O governador do Espírito Santo, Renato Casagrande (PSB), anunciou nesta segunda-feira (02) que renunciará ao cargo para disputar uma das vagas ao Senado nas eleições deste ano. A declaração foi feita durante entrevista coletiva no Palácio Anchieta, sede do governo estadual, em Vitória.
De acordo com o governador, a saída será formalizada até o dia 4 de abril, prazo estabelecido pela Justiça Eleitoral para desincompatibilização de ocupantes de cargos no Executivo que pretendem concorrer a mandatos eletivos. A legislação determina afastamento seis meses antes do primeiro turno, previsto para 4 de outubro.
Transição no Executivo estadual
Com a renúncia, o vice-governador Ricardo Ferraço (MDB) assumirá o comando do Estado. Ele é pré-candidato ao governo nas próximas eleições e deverá conduzir a administração até o fim do mandato.
Durante a coletiva, Casagrande afirmou que a transição ocorrerá ao longo do mês de março.

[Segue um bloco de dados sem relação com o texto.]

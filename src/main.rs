mod config;
mod models;
mod relay;

use axum::{
    Json, Router,
    extract::State,
    http::StatusCode,
    response::{IntoResponse, Redirect, Response},
    routing::{get, post},
};
use config::{CredentialResolver, EnvCredentials, FileCredentials};
use models::ticket_request::parse_ticket_request;
use relay::ServiceDeskClient;
use serde_json::{Value, json};

use anyhow::Context;
use clap::Parser;
use std::{net::SocketAddr, path::PathBuf, sync::Arc};
use tower_http::trace::TraceLayer;
use tracing::{error, info};
use tracing_subscriber::EnvFilter;

/// ----------------------------------------------------------------------
/// 1  Kommandozeilen-Argumente
/// ----------------------------------------------------------------------
#[derive(Parser, Debug)]
#[command(author, version, about)]
struct Cli {
    /// YAML-Datei mit `service_desk:` Zugangsdaten; ohne Angabe werden
    /// die SERVICE_DESK_* Umgebungsvariablen gelesen
    #[arg(long, env = "SERVICE_DESK_CONFIG")]
    credentials_file: Option<PathBuf>,

    /// Port (Default 3000)
    #[arg(short, long, env = "PORT", default_value_t = 3000)]
    port: u16,
}

/// ----------------------------------------------------------------------
/// 2  Gemeinsamer App-State
/// ----------------------------------------------------------------------
struct AppState {
    resolver: Box<dyn CredentialResolver>,
    client: ServiceDeskClient,
}

/// ----------------------------------------------------------------------
/// 3  Router
/// ----------------------------------------------------------------------
fn app(state: Arc<AppState>) -> Router {
    Router::new()
        .route("/", get(health))
        .route("/api/create-case", post(create_case))
        .route("/api/create-ticket", post(create_ticket_legacy))
        .layer(TraceLayer::new_for_http())
        .with_state(state)
}

/// ----------------------------------------------------------------------
/// 4  Programmstart
/// ----------------------------------------------------------------------
#[tokio::main]
async fn main() -> anyhow::Result<()> {
    // a) Logging
    tracing_subscriber::fmt()
        .with_env_filter(EnvFilter::try_from_default_env().unwrap_or_else(|_| "info".into()))
        .init();

    // b) CLI
    let cli = Cli::parse();

    // c) State vorbereiten (Credential-Quelle + HTTP-Client)
    let resolver: Box<dyn CredentialResolver> = match cli.credentials_file {
        Some(path) => Box::new(FileCredentials::new(path)),
        None => Box::new(EnvCredentials),
    };
    info!(source = %resolver.source(), "service desk credentials source");

    let client = ServiceDeskClient::new().context("failed to build HTTP client")?;
    let state = Arc::new(AppState { resolver, client });

    // d) Server
    let addr = SocketAddr::from(([0, 0, 0, 0], cli.port));
    let listener = tokio::net::TcpListener::bind(addr)
        .await
        .with_context(|| format!("failed to bind {addr}"))?;
    info!("Listening on http://{addr}/api/create-case");
    axum::serve(listener, app(state))
        .await
        .context("server error")?;
    Ok(())
}

/// ----------------------------------------------------------------------
/// 5  Handler
/// ----------------------------------------------------------------------
async fn health() -> Json<Value> {
    Json(json!({
        "status": "Server is running",
        "timestamp": chrono::Utc::now().to_rfc3339(),
    }))
}

#[tracing::instrument(skip_all)]
async fn create_case(State(state): State<Arc<AppState>>, Json(payload): Json<Value>) -> Response {
    let request = match parse_ticket_request(payload) {
        Ok(request) => request,
        Err(details) => {
            error!(%details, "invalid create-case request");
            return (
                StatusCode::BAD_REQUEST,
                Json(json!({ "error": "Invalid request", "details": details })),
            )
                .into_response();
        }
    };

    info!(messages = request.message_count(), "create case request received");

    relay::relay(state.resolver.as_ref(), &state.client, &request)
        .await
        .into_response()
}

/// Old Teams app builds still post here.
async fn create_ticket_legacy() -> Redirect {
    Redirect::temporary("/api/create-case")
}
use std::time::Duration;

use axum::{
    Json,
    http::StatusCode,
    response::{IntoResponse, Response},
};
use reqwest::{Client, redirect};
use serde_json::{Value, json};
use tracing::{debug, error, info, warn};
use uuid::Uuid;

use crate::config::{CredentialResolver, ServiceDeskCredentials};
use crate::models::{
    case_url::extract_case_url, service_desk::ServiceDeskPayload, ticket_request::TicketRequest,
};

/// The service desk gets one attempt of this length, there are no retries.
pub const DISPATCH_TIMEOUT: Duration = Duration::from_secs(30);

/// Outcome of a single relay call.
#[derive(Debug, Clone, PartialEq)]
pub enum RelayResult {
    /// Service desk answered with 2xx.
    Success { status: StatusCode, data: Value },
    /// Service desk answered, but not with 2xx.
    UpstreamError {
        status: StatusCode,
        status_text: String,
        body: Value,
    },
    /// Credentials missing or invalid, nothing was sent.
    ConfigError { reason: String },
    /// No response was received (DNS, refused connection, timeout ...).
    NetworkError { reason: String },
}

impl IntoResponse for RelayResult {
    fn into_response(self) -> Response {
        match self {
            RelayResult::Success { status, data } => (status, Json(data)).into_response(),
            RelayResult::UpstreamError {
                status,
                status_text,
                body,
            } => (
                status,
                Json(json!({
                    "error": "Service desk error",
                    "details": body,
                    "status": status.as_u16(),
                    "statusText": status_text,
                })),
            )
                .into_response(),
            RelayResult::ConfigError { reason } => (
                StatusCode::INTERNAL_SERVER_ERROR,
                Json(json!({ "error": "Configuration error", "details": reason })),
            )
                .into_response(),
            RelayResult::NetworkError { reason } => (
                StatusCode::INTERNAL_SERVER_ERROR,
                Json(json!({ "error": "Network error", "details": reason })),
            )
                .into_response(),
        }
    }
}

#[derive(Debug, Clone)]
pub struct ServiceDeskClient {
    http: Client,
    timeout: Duration,
}

impl ServiceDeskClient {
    pub fn new() -> reqwest::Result<Self> {
        Self::with_timeout(DISPATCH_TIMEOUT)
    }

    pub fn with_timeout(timeout: Duration) -> reqwest::Result<Self> {
        let http = Client::builder()
            .timeout(timeout)
            .redirect(redirect::Policy::none())
            .build()?;
        Ok(Self { http, timeout })
    }

    /// Sends the payload once and classifies whatever comes back.
    pub async fn dispatch(
        &self,
        credentials: &ServiceDeskCredentials,
        payload: &ServiceDeskPayload,
    ) -> RelayResult {
        info!("Service desk Request URL: {}", credentials.endpoint_for_logs());

        let resp = match self
            .http
            .post(credentials.endpoint.clone())
            .basic_auth(&credentials.username, Some(&credentials.password))
            .json(payload)
            .send()
            .await
        {
            Ok(resp) => resp,
            Err(e) => return self.network_error(&e),
        };

        let status = resp.status();
        let body = match resp.text().await {
            Ok(body) => body,
            Err(e) => return self.network_error(&e),
        };

        debug!(%status, "Service desk Response: {}", body);
        classify(status, &body)
    }

    fn network_error(&self, e: &reqwest::Error) -> RelayResult {
        let reason = if e.is_timeout() {
            format!("service desk did not respond within {:?}", self.timeout)
        } else {
            error_chain(e)
        };
        error!(%reason, "no response from service desk");
        RelayResult::NetworkError { reason }
    }
}

/// Turns a received response into a result. Bodies that are not JSON are
/// wrapped as `{"message": <text>}` so callers always get structured data.
pub fn classify(status: StatusCode, body: &str) -> RelayResult {
    let data = serde_json::from_str::<Value>(body).unwrap_or_else(|_| json!({ "message": body }));

    if status.is_success() {
        RelayResult::Success { status, data }
    } else {
        RelayResult::UpstreamError {
            status,
            status_text: status.canonical_reason().unwrap_or_default().to_string(),
            body: data,
        }
    }
}

fn error_chain(e: &reqwest::Error) -> String {
    let mut reason = e.to_string();
    let mut source = std::error::Error::source(e);
    while let Some(cause) = source {
        reason.push_str(": ");
        reason.push_str(&cause.to_string());
        source = std::error::Error::source(cause);
    }
    reason
}

/// Resolve credentials, build the import payload and hand it to the
/// service desk. Missing credentials short-circuit before any request.
#[tracing::instrument(skip_all, fields(relay_id = %Uuid::new_v4(), messages = request.message_count()))]
pub async fn relay(
    resolver: &dyn CredentialResolver,
    client: &ServiceDeskClient,
    request: &TicketRequest,
) -> RelayResult {
    let credentials = match resolver.resolve().await {
        Ok(credentials) => credentials,
        Err(error) => {
            error!(%error, source = %resolver.source(), "service desk configuration invalid");
            return RelayResult::ConfigError {
                reason: error.to_string(),
            };
        }
    };

    let payload = ServiceDeskPayload::from_ticket_request(request, &credentials.identifier);
    let result = client.dispatch(&credentials, &payload).await;

    match &result {
        RelayResult::Success { status, data } => match extract_case_url(data) {
            Some(case_url) => info!(%status, %case_url, "case created"),
            None => info!(%status, "case created, no case URL returned"),
        },
        RelayResult::UpstreamError { status, body, .. } => {
            warn!(%status, %body, "service desk rejected the case");
        }
        RelayResult::ConfigError { .. } | RelayResult::NetworkError { .. } => {}
    }

    result
}
pub mod case_url;
pub mod service_desk;
pub mod ticket_request;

“Faço isso com muita tranquilidade e segurança, porque quem vai assumir o mandato é Ricardo Ferraço. Essa transição ocorrerá ao longo de todo o mês de março. Deixo o mandato no início de abril”.
declarou.
Ferraço é o nome apoiado pelo atual governo na disputa pelo Palácio Anchieta e deve manter as diretrizes administrativas implementadas nos últimos anos.
Contexto histórico
Desde 1986, o Estado não registrava renúncia de um governador para disputar o Senado. Naquele ano, Gerson Camata deixou o cargo para concorrer a uma vaga na Casa Legislativa federal. À época, o vice José Moraes assumiu o comando do Executivo estadual, permanecendo no cargo entre maio de 1986 e março de 1987.
A decisão de Casagrande reabre um movimento político semelhante após quase quatro décadas.
Cenário eleitoral
Com a confirmação da candidatura ao Senado, o governador passa a integrar oficialmente o cenário eleitoral de 2026 no Estado. A disputa promete reorganizar alianças partidárias e ampliar o debate sobre a sucessão no Executivo estadual.

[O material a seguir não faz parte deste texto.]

//! Records persisted by the crypto store, and the decode shims for older
//! on-disk encodings.
//!
//! Pickles are opaque strings produced by the crypto engine; the store never
//! looks inside them. Records keep unknown JSON fields in `extra` so data
//! written by newer clients survives a read-modify-write round trip.

use std::collections::BTreeMap;

use serde::{Deserialize, Serialize};
use serde_json::{Map, Value};

// ═══════════════════════════════════════════════════════════════
// MIGRATION STATE
// ═══════════════════════════════════════════════════════════════

/// Progress of the one-way migration to another crypto backend.
///
/// Persisted as its integer discriminant.
#[derive(Debug, Clone, Copy, PartialEq, Eq, PartialOrd, Ord, Default, Serialize, Deserialize)]
#[serde(try_from = "u8", into = "u8")]
pub enum MigrationState {
    #[default]
    NotStarted = 0,
    InitialDataMigrated = 1,
    OlmSessionsMigrated = 2,
    MegolmSessionsMigrated = 3,
    RoomSettingsMigrated = 4,
    InitialOwnKeyQueryDone = 5,
}

#[derive(thiserror::Error, Debug)]
#[error("Unknown migration state: {0}")]
pub struct UnknownMigrationState(u8);

impl TryFrom<u8> for MigrationState {
    type Error = UnknownMigrationState;

    fn try_from(value: u8) -> Result<Self, Self::Error> {
        Ok(match value {
            0 => Self::NotStarted,
            1 => Self::InitialDataMigrated,
            2 => Self::OlmSessionsMigrated,
            3 => Self::MegolmSessionsMigrated,
            4 => Self::RoomSettingsMigrated,
            5 => Self::InitialOwnKeyQueryDone,
            other => return Err(UnknownMigrationState(other)),
        })
    }
}

impl From<MigrationState> for u8 {
    fn from(state: MigrationState) -> u8 {
        state as u8
    }
}

// ═══════════════════════════════════════════════════════════════
// PAIRWISE SESSIONS
// ═══════════════════════════════════════════════════════════════

/// One pairwise session as stored in its device's session mapping.
#[derive(Debug, Clone, PartialEq, Serialize, Deserialize)]
#[serde(rename_all = "camelCase")]
pub struct SessionInfo {
    /// Pickled session state.
    pub session: String,
    #[serde(default, skip_serializing_if = "Option::is_none")]
    pub last_received_message_ts: Option<u64>,
    #[serde(flatten)]
    pub extra: Map<String, Value>,
}

impl SessionInfo {
    pub fn new(session: impl Into<String>) -> Self {
        Self {
            session: session.into(),
            last_received_message_ts: None,
            extra: Map::new(),
        }
    }
}

/// A pairwise session together with the ids it is stored under.
#[derive(Debug, Clone, PartialEq)]
pub struct SessionRecord {
    pub device_key: String,
    pub session_id: String,
    pub info: SessionInfo,
}

/// Identifies one pairwise session.
#[derive(Debug, Clone, PartialEq, Eq, Hash)]
pub struct OlmSessionId {
    pub device_key: String,
    pub session_id: String,
}

impl OlmSessionId {
    pub fn new(device_key: impl Into<String>, session_id: impl Into<String>) -> Self {
        Self {
            device_key: device_key.into(),
            session_id: session_id.into(),
        }
    }
}

/// A recorded failure to decrypt with a device's sessions.
#[derive(Debug, Clone, PartialEq, Serialize, Deserialize)]
pub struct SessionProblem {
    #[serde(rename = "type")]
    pub problem_type: String,
    pub fixed: bool,
    /// Milliseconds since the Unix epoch.
    pub time: u64,
}

// ═══════════════════════════════════════════════════════════════
// GROUP SESSIONS
// ═══════════════════════════════════════════════════════════════

#[derive(Debug, Clone, PartialEq, Serialize, Deserialize)]
#[serde(rename_all = "camelCase")]
pub struct InboundGroupSessionData {
    #[serde(rename = "room_id")]
    pub room_id: String,
    /// Pickled session state.
    pub session: String,
    #[serde(default, skip_serializing_if = "Option::is_none")]
    pub keys_claimed: Option<BTreeMap<String, String>>,
    #[serde(default)]
    pub forwarding_curve25519_key_chain: Vec<String>,
    #[serde(default, skip_serializing_if = "Option::is_none")]
    pub untrusted: Option<bool>,
    #[serde(default, skip_serializing_if = "Option::is_none")]
    pub shared_history: Option<bool>,
    #[serde(flatten)]
    pub extra: Map<String, Value>,
}

impl InboundGroupSessionData {
    pub fn new(room_id: impl Into<String>, session: impl Into<String>) -> Self {
        Self {
            room_id: room_id.into(),
            session: session.into(),
            keys_claimed: None,
            forwarding_curve25519_key_chain: Vec::new(),
            untrusted: None,
            shared_history: None,
            extra: Map::new(),
        }
    }
}

/// Marker that a group session's key was deliberately not shared with us.
#[derive(Debug, Clone, PartialEq, Serialize, Deserialize)]
pub struct WithheldRecord {
    pub room_id: String,
    pub session_id: String,
    pub algorithm: String,
    pub sender_key: String,
    pub code: String,
    #[serde(default, skip_serializing_if = "Option::is_none")]
    pub reason: Option<String>,
    #[serde(flatten)]
    pub extra: Map<String, Value>,
}

/// A group session returned from a batch read, flagged with its backup state.
#[derive(Debug, Clone, PartialEq)]
pub struct GroupSessionRecord {
    pub sender_key: String,
    pub session_id: String,
    pub session_data: InboundGroupSessionData,
    pub needs_backup: bool,
}

/// Identifies one inbound group session.
#[derive(Debug, Clone, PartialEq, Eq, Hash)]
pub struct GroupSessionId {
    pub sender_key: String,
    pub session_id: String,
}

impl GroupSessionId {
    pub fn new(sender_key: impl Into<String>, session_id: impl Into<String>) -> Self {
        Self {
            sender_key: sender_key.into(),
            session_id: session_id.into(),
        }
    }
}

/// Composite `<senderKey>/<sessionId>` ids mapped to a "needs backup" flag.
pub type BackupFlagIndex = BTreeMap<String, bool>;

// ═══════════════════════════════════════════════════════════════
// ROOMS, IDENTITY, DEVICES
// ═══════════════════════════════════════════════════════════════

/// Encryption settings active in a room.
#[derive(Debug, Clone, PartialEq, Serialize, Deserialize)]
pub struct RoomEncryption {
    pub algorithm: String,
    #[serde(default, skip_serializing_if = "Option::is_none")]
    pub rotation_period_ms: Option<u64>,
    #[serde(default, skip_serializing_if = "Option::is_none")]
    pub rotation_period_msgs: Option<u64>,
    #[serde(flatten)]
    pub extra: Map<String, Value>,
}

impl RoomEncryption {
    pub fn new(algorithm: impl Into<String>) -> Self {
        Self {
            algorithm: algorithm.into(),
            rotation_period_ms: None,
            rotation_period_msgs: None,
            extra: Map::new(),
        }
    }
}

/// Public half of one cross-signing key (`master`, `self_signing`, `user_signing`).
#[derive(Debug, Clone, PartialEq, Serialize, Deserialize)]
pub struct CrossSigningKeyInfo {
    pub user_id: String,
    pub usage: Vec<String>,
    pub keys: BTreeMap<String, String>,
    #[serde(flatten)]
    pub extra: Map<String, Value>,
}

/// Cross-signing keys keyed by usage name.
pub type CrossSigningKeys = BTreeMap<String, CrossSigningKeyInfo>;

/// A device we may have to tell about an undecryptable message.
#[derive(Debug, Clone, PartialEq, Eq)]
pub struct ErrorDevice {
    pub user_id: String,
    pub device_id: String,
}

impl ErrorDevice {
    pub fn new(user_id: impl Into<String>, device_id: impl Into<String>) -> Self {
        Self {
            user_id: user_id.into(),
            device_id: device_id.into(),
        }
    }
}

/// Access mode requested for a unit of work; informational only here.
#[derive(Debug, Clone, Copy, PartialEq, Eq)]
pub enum TransactionMode {
    ReadOnly,
    ReadWrite,
}

/// Handle passed to units of work by transactional backends.
///
/// The key-value substrate has no transactions, so no value of this type is
/// ever handed out by this crate.
#[derive(Debug)]
pub struct Transaction {
    _private: (),
}

// ═══════════════════════════════════════════════════════════════
// READ-TIME COMPATIBILITY
// ═══════════════════════════════════════════════════════════════

/// Stored form of one device's sessions: session id to the entry as written.
///
/// Read-modify-write goes through this raw form so entries that do not
/// decode as [`SessionInfo`] are carried over untouched.
pub(crate) type RawDeviceSessions = BTreeMap<String, Value>;

pub(crate) fn parse_device_sessions(raw: &str) -> Result<RawDeviceSessions, serde_json::Error> {
    serde_json::from_str(raw)
}

/// Decode one entry of a device's session mapping.
///
/// Accepted encodings:
/// - `{"session": "<pickle>", ...}` (current)
/// - `"<pickle>"` (bare pickle written by old clients), read as
///   `{"session": "<pickle>"}`
///
/// The upgrade is not written back. Entries matching neither form are
/// logged and read as absent.
pub(crate) fn decode_session_entry(session_id: &str, value: &Value) -> Option<SessionInfo> {
    match value {
        Value::String(pickle) => Some(SessionInfo::new(pickle.clone())),
        other => match SessionInfo::deserialize(other) {
            Ok(info) => Some(info),
            Err(e) => {
                log::warn!("Skipping undecodable session {session_id}: {e}");
                None
            }
        },
    }
}

/// Decoded view of a device's sessions; undecodable entries are left out.
pub(crate) fn decode_device_sessions(entries: &RawDeviceSessions) -> BTreeMap<String, SessionInfo> {
    entries
        .iter()
        .filter_map(|(id, value)| decode_session_entry(id, value).map(|info| (id.clone(), info)))
        .collect()
}

#[cfg(test)]
mod tests {
    use super::*;

    #[test]
    fn migration_state_is_stored_as_integer() {
        assert_eq!(serde_json::to_string(&MigrationState::OlmSessionsMigrated).unwrap(), "2");
        assert_eq!(
            serde_json::from_str::<MigrationState>("4").unwrap(),
            MigrationState::RoomSettingsMigrated
        );
        assert!(serde_json::from_str::<MigrationState>("42").is_err());
        assert_eq!(MigrationState::default(), MigrationState::NotStarted);
    }

    #[test]
    fn legacy_bare_pickles_are_upgraded() {
        let raw = r#"{"s1":"PICKLE","s2":{"session":"P2","lastReceivedMessageTs":17}}"#;
        let sessions = decode_device_sessions(&parse_device_sessions(raw).unwrap());
        assert_eq!(sessions["s1"], SessionInfo::new("PICKLE"));
        assert_eq!(sessions["s2"].session, "P2");
        assert_eq!(sessions["s2"].last_received_message_ts, Some(17));
    }

    #[test]
    fn bad_entries_are_skipped_not_fatal() {
        let raw = parse_device_sessions(
            r#"{"ok":"P","bad":42,"float_ts":{"session":"Q","lastReceivedMessageTs":1.5}}"#,
        )
        .unwrap();
        assert_eq!(raw.len(), 3);
        let sessions = decode_device_sessions(&raw);
        assert_eq!(sessions.len(), 1);
        assert!(sessions.contains_key("ok"));
        assert!(parse_device_sessions("[1,2]").is_err());
        assert!(parse_device_sessions("{not json").is_err());
    }

    #[test]
    fn unknown_fields_survive_round_trip() {
        let raw = r#"{"session":"P","deviceKey":"dk","sessionId":"sid"}"#;
        let info: SessionInfo = serde_json::from_str(raw).unwrap();
        assert_eq!(info.extra["deviceKey"], "dk");
        let back: Value = serde_json::to_value(&info).unwrap();
        assert_eq!(back["sessionId"], "sid");
        assert!(back.get("lastReceivedMessageTs").is_none());
    }

    #[test]
    fn group_session_uses_wire_field_names() {
        let mut data = InboundGroupSessionData::new("!room:example.org", "P");
        data.shared_history = Some(true);
        let json = serde_json::to_value(&data).unwrap();
        assert_eq!(json["room_id"], "!room:example.org");
        assert_eq!(json["sharedHistory"], true);
        assert_eq!(json["forwardingCurve25519KeyChain"], Value::Array(Vec::new()));
        let back: InboundGroupSessionData = serde_json::from_value(json).unwrap();
        assert_eq!(back, data);
    }
}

Caso Ricardo Ferraço vença as eleições para o governo, será eleito para um segundo mandato consecutivo e, conforme as regras constitucionais, ficará impedido de disputar nova reeleição em 2030.
O prazo final para desincompatibilização de candidatos às eleições de 2026 se encerra em 4 de abril, data limite para a formalização da renúncia de Casagrande ao cargo.